• **Exercise directions**
For each line below with the word "struct", write out a copy.

• **Provided data**
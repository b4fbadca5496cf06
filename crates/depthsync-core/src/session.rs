//! Device setup and the event loop of a streaming session.
//!
//! [Session::setup] maps the device's sensors to streams, negotiates
//! profiles, builds the filter chain and publishes the one-time records
//! (static transforms, extrinsics and IMU intrinsics). Afterwards every
//! [SensorEvent] goes through [Session::handle], either directly or from
//! the channel consumed by [Session::run].

use crate::{
    config::SessionConfig,
    extrinsics::{ExtrinsicsCalculator, static_transforms},
    filter::{FilterChain, FilterContext, FilterKind, TextureTarget, parse_filters},
    frame::{CompositeFrame, Frame, SensorEvent, VideoFrame},
    gate::{Output, OutputSink, Payload, Topic},
    messages::{CameraInfo, ExtrinsicsMsg, ImuInfo},
    pipeline::{AlignedTarget, FrameReport, Pipeline, SessionContext, StreamState},
    profile::{StreamProfile, resolve_motion, resolve_video, warn_unsupported},
    registry,
    syncer::{FrameSyncer, Group},
    time::{Clock, TimeBase, TimestampPolicy},
    types::{ACCEL, COLOR, DEPTH, GYRO, StreamKey, StreamKind},
};
use eyre::{Result, WrapErr, bail, ensure, eyre};
use flume::{Receiver, Sender};
use futures::StreamExt;
use indexmap::IndexMap;
use std::sync::Arc;
use tokio::sync::watch;
use tracing::{error, info, warn};

/// A sensor as reported by the device.
#[derive(Debug, Clone, PartialEq)]
pub struct SensorInfo {
    /// Module name, e.g. `Stereo Module`.
    pub module_name: String,
    /// Every profile the sensor can stream, with calibration.
    pub profiles: Vec<StreamProfile>,
}

/// The camera the session drives. Opening, starting and stopping
/// sensors is the device's business.
pub trait Device: Send {
    fn sensors(&self) -> Vec<SensorInfo>;

    /// Meters per depth unit.
    fn depth_scale(&self) -> f32;

    /// Distance between the stereo imagers in meters.
    fn stereo_baseline(&self) -> f32;

    /// Sets the inter-camera sync option of the depth sensor.
    fn set_inter_cam_sync_mode(&mut self, value: u32) -> Result<()>;

    /// Starts streaming the given profiles into `events`.
    fn start(&mut self, profiles: &[StreamProfile], events: Sender<SensorEvent>) -> Result<()>;

    fn stop(&mut self) -> Result<()>;
}

/// Running totals of a session.
#[derive(Debug, Clone, Copy, PartialEq, Eq, Default)]
pub struct SessionStats {
    /// Deliveries received from the device.
    pub events: usize,
    /// Composite frames formed by the synchronizer.
    pub composites: usize,
    /// Frames discarded by the synchronizer.
    pub dropped: usize,
    pub published: usize,
    /// Derived outputs skipped for missing inputs.
    pub skipped: usize,
    pub errors: usize,
}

• **Answer space**
pub struct SensorInfo {
pub struct SessionStats {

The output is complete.